--- START ---

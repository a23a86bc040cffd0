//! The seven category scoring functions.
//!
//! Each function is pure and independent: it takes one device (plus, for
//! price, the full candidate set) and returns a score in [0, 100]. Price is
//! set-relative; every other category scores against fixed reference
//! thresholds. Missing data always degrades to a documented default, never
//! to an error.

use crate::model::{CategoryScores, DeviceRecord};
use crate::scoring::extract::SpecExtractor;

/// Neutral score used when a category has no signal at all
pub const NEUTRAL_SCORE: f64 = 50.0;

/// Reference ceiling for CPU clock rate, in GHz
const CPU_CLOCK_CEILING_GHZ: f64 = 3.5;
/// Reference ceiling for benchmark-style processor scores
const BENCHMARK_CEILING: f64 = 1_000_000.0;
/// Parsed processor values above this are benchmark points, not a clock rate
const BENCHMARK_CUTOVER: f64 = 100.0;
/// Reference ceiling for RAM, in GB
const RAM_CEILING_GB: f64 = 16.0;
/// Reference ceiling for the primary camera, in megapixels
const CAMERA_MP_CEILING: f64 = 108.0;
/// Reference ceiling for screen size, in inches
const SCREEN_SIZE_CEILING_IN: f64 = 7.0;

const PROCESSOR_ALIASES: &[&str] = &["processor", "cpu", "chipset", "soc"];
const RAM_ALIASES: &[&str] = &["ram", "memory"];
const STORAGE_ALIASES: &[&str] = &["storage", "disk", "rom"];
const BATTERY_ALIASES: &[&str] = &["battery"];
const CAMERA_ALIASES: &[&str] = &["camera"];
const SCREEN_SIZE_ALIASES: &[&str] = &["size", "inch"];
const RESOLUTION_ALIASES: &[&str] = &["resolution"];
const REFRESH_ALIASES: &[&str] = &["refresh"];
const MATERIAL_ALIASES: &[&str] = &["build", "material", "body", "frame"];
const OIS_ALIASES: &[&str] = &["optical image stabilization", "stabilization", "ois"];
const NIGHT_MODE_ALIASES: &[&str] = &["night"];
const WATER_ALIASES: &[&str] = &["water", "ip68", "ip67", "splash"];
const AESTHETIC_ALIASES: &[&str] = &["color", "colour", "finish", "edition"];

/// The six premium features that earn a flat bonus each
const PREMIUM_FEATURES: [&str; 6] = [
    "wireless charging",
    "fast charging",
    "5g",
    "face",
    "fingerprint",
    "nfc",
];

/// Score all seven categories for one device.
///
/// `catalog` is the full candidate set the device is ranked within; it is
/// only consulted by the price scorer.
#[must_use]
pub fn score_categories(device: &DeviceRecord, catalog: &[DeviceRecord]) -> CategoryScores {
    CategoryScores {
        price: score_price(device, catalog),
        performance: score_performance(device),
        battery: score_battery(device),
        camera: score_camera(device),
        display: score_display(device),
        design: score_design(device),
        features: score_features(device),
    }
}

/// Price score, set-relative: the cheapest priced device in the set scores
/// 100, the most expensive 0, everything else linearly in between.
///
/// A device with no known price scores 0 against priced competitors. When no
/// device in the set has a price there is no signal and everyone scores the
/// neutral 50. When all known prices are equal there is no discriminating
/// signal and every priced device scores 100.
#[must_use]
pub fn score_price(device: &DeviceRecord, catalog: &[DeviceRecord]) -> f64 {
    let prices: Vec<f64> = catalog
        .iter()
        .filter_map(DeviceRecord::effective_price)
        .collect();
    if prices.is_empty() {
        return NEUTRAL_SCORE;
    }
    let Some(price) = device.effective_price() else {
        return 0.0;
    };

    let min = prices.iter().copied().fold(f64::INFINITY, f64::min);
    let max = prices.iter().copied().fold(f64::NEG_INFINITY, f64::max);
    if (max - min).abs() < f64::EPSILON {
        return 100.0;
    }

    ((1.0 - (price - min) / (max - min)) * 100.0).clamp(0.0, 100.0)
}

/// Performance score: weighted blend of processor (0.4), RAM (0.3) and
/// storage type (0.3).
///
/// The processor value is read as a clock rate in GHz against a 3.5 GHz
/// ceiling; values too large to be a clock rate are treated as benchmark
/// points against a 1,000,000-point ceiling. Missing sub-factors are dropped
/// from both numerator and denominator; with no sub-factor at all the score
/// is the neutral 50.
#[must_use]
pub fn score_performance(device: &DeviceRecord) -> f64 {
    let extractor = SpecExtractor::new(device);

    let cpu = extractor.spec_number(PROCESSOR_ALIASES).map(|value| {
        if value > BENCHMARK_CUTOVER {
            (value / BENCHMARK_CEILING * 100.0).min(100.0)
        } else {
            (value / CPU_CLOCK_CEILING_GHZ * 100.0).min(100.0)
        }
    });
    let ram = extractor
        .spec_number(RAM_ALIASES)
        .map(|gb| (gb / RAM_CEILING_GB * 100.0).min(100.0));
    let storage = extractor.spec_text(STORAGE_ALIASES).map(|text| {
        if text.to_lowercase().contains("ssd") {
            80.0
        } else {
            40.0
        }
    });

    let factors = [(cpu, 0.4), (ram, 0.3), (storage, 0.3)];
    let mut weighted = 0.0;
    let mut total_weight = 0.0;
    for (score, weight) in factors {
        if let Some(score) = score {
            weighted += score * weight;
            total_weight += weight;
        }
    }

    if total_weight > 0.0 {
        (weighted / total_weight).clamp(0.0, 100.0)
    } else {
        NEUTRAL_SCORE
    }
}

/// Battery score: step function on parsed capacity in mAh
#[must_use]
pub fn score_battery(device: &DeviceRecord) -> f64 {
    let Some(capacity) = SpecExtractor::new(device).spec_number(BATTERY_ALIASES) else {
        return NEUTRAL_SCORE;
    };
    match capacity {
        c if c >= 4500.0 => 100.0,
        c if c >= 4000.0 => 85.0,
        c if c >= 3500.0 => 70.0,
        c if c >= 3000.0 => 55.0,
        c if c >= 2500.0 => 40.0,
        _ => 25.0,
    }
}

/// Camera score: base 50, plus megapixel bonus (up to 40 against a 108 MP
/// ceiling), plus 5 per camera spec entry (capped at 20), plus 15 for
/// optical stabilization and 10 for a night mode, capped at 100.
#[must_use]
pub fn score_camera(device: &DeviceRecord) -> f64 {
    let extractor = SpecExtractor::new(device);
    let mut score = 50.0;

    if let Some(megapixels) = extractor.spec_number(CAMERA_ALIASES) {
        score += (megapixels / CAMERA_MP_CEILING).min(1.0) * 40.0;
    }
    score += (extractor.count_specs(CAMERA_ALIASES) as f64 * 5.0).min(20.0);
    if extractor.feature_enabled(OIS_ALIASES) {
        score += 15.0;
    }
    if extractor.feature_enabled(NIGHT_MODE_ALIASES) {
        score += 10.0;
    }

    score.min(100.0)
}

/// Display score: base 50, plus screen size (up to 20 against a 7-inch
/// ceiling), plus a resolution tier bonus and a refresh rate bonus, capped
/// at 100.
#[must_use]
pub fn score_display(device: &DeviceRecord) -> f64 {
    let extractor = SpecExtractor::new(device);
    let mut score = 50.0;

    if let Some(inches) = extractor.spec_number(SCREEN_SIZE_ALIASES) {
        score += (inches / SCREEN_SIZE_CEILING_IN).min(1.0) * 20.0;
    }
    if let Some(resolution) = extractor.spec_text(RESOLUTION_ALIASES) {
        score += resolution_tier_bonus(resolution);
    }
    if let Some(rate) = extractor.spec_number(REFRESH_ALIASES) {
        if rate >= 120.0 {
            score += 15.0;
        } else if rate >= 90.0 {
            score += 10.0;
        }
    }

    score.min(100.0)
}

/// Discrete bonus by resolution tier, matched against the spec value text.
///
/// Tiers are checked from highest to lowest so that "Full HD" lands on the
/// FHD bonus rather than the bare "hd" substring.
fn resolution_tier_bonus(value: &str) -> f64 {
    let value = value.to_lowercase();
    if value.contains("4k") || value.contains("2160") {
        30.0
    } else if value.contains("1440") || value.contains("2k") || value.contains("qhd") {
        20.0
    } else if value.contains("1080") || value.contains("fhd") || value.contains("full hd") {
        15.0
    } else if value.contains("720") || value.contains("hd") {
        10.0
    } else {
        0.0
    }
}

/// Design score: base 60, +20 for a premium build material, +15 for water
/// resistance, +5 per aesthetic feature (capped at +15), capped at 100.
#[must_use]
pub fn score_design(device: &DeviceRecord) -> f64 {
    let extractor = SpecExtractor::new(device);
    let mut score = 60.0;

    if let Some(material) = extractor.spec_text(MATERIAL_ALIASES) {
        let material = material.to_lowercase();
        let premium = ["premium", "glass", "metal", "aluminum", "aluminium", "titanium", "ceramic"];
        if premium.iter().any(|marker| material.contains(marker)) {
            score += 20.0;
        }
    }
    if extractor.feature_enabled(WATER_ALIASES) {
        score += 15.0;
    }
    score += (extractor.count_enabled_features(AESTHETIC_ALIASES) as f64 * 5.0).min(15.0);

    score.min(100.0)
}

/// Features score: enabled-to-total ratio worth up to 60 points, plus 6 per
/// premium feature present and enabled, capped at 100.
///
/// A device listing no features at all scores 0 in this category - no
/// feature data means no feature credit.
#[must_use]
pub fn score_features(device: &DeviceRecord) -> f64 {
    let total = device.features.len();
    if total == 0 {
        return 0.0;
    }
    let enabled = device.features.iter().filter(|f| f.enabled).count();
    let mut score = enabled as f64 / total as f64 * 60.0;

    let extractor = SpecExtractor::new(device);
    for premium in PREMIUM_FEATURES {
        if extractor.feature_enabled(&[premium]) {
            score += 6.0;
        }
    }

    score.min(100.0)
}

--- END ---

** EXERCISE DESCRIPTION **
Find the line with "const REFRESH_ALIASES: &[&str]" in the entries above. Retype it and each line after it, exactly, through the line with "const PREMIUM_FEATURES: [&str;", and stop there.

** RESULT **
const REFRESH_ALIASES: &[&str] = &["refresh"];
const MATERIAL_ALIASES: &[&str] = &["build", "material", "body", "frame"];
const OIS_ALIASES: &[&str] = &["optical image stabilization", "stabilization", "ois"];
const NIGHT_MODE_ALIASES: &[&str] = &["night"];
const WATER_ALIASES: &[&str] = &["water", "ip68", "ip67", "splash"];
const AESTHETIC_ALIASES: &[&str] = &["color", "colour", "finish", "edition"];

/// The six premium features that earn a flat bonus each
const PREMIUM_FEATURES: [&str; 6] = [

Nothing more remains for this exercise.